Selective dependence of kidney dendritic cells on CX3CR1—implications for glomerulonephritis therapy

Abstract

As central regulators of the adaptive immune response, dendritic cells (DCs) are found in virtually all lymphatic and non-lymphatic organs. A compact network of DCs also spans the kidneys. DCs play a central role in maintenance of organ homeostasis as well as in induction of immune responses against invading pathogens. They can mediate protective or destructive functions in a context-dependent manner. We recently identified CX3CR1 as a kidney-specific “homing receptor” for DCs. There was a strong reduction of DCs in the kidneys of CX3CR1-deficient mice compared to controls. This reduction was not observed in other organs except the small intestine. As a possible underlying reason we found a strong expression of the CX3CR1 ligand fractalkine in the kidneys.
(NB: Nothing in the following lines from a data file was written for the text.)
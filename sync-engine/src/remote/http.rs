//! HTTPS remote backed by reqwest.

use super::{Endpoint, RemoteError, RemoteSource};
use crate::config::RemoteConfig;
use async_trait::async_trait;
use reqwest::header::{HeaderMap, HeaderValue, ACCEPT, AUTHORIZATION, USER_AGENT};
use reqwest::{Client, Response};
use serde_json::Value;
use std::time::Duration;

const ACCEPT_JSON: &str = "application/vnd.github+json";

/// Remote tracker reached over its REST API.
#[derive(Clone)]
pub struct HttpRemote {
    client: Client,
    base_url: String,
}

impl std::fmt::Debug for HttpRemote {
    fn fmt(&self, f: &mut std::fmt::Formatter<'_>) -> std::fmt::Result {
        // The client carries the token in its default headers.
        f.debug_struct("HttpRemote")
            .field("base_url", &self.base_url)
            .finish_non_exhaustive()
    }
}

impl HttpRemote {
    /// Build a client for `config.api_url` authenticating with `token`.
    pub fn new(config: &RemoteConfig, token: &str) -> Result<Self, RemoteError> {
        let mut headers = HeaderMap::new();
        let mut auth = HeaderValue::from_str(&format!("Bearer {token}"))
            .map_err(|_| RemoteError::Validation("token contains invalid characters".into()))?;
        auth.set_sensitive(true);
        headers.insert(AUTHORIZATION, auth);
        headers.insert(ACCEPT, HeaderValue::from_static(ACCEPT_JSON));
        headers.insert(
            USER_AGENT,
            HeaderValue::from_str(&config.user_agent)
                .map_err(|_| RemoteError::Validation("user agent contains invalid characters".into()))?,
        );

        let client = Client::builder()
            .default_headers(headers)
            .timeout(Duration::from_secs(config.timeout_secs))
            .build()
            .map_err(|e| RemoteError::Transport(e.to_string()))?;

        Ok(Self {
            client,
            base_url: config.api_url.trim_end_matches('/').to_string(),
        })
    }

    fn url(&self, path: &str) -> String {
        format!("{}{}", self.base_url, path)
    }

    /// Turn a non-success response into a status error carrying its body.
    async fn check(response: Response) -> Result<Response, RemoteError> {
        let status = response.status();
        if status.is_success() {
            return Ok(response);
        }
        let text = response.text().await.unwrap_or_default();
        let body = serde_json::from_str(&text).unwrap_or(Value::String(text));
        Err(RemoteError::Status {
            status: status.as_u16(),
            body,
        })
    }
}

fn transport(e: reqwest::Error) -> RemoteError {
    RemoteError::Transport(e.to_string())
}

#[async_trait]
impl RemoteSource for HttpRemote {
    async fn validate(&self) -> Result<(), RemoteError> {
        let response = self
            .client
            .get(self.url("/user"))
            .send()
            .await
            .map_err(transport)?;
        Self::check(response).await?;
        tracing::debug!(base_url = %self.base_url, "Credential accepted");
        Ok(())
    }

    async fn fetch_page(
        &self,
        endpoint: &Endpoint,
        params: &[(String, String)],
    ) -> Result<Vec<Value>, RemoteError> {
        let response = self
            .client
            .get(self.url(&endpoint.path()))
            .query(params)
            .send()
            .await
            .map_err(transport)?;
        let response = Self::check(response).await?;

        let text = response.text().await.map_err(transport)?;
        match serde_json::from_str(&text) {
            Ok(Value::Array(records)) => Ok(records),
            Ok(other) => Err(RemoteError::Validation(format!(
                "{endpoint} returned a JSON {} instead of an array",
                json_kind(&other)
            ))),
            Err(e) => Err(RemoteError::Validation(format!(
                "{endpoint} returned invalid JSON: {e}"
            ))),
        }
    }
}

fn json_kind(value: &Value) -> &'static str {
    match value {
        Value::Null => "null",
        Value::Bool(_) => "boolean",
        Value::Number(_) => "number",
        Value::String(_) => "string",
        Value::Array(_) => "array",
        Value::Object(_) => "object",
    }
}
Due to this CX3CR1-dependent reduction of DCs, especially in the renal cortex, a glomerulonephritis (GN) model was ameliorated in CX3CR1-deficient mice. In contrast, the immune defense against the most common renal infection, bacterial pyelonephritis (PN), was not significantly influenced by CX3CR1-deficiency. This was explained by the much smaller CX3CR1-dependency of medullary DCs, which recruit effector cells into the kidney during PN. Additionally, once neutrophils had been recruited by mechanisms distinct from CX3CR1, they carried out some of the functions of DCs. Taken together, we suggest CX3CR1 as a therapeutic target for GN treatment, as the absence of CX3CR1 selectively influences DCs in the kidney without rendering mice more susceptible towards bacterial kidney infections.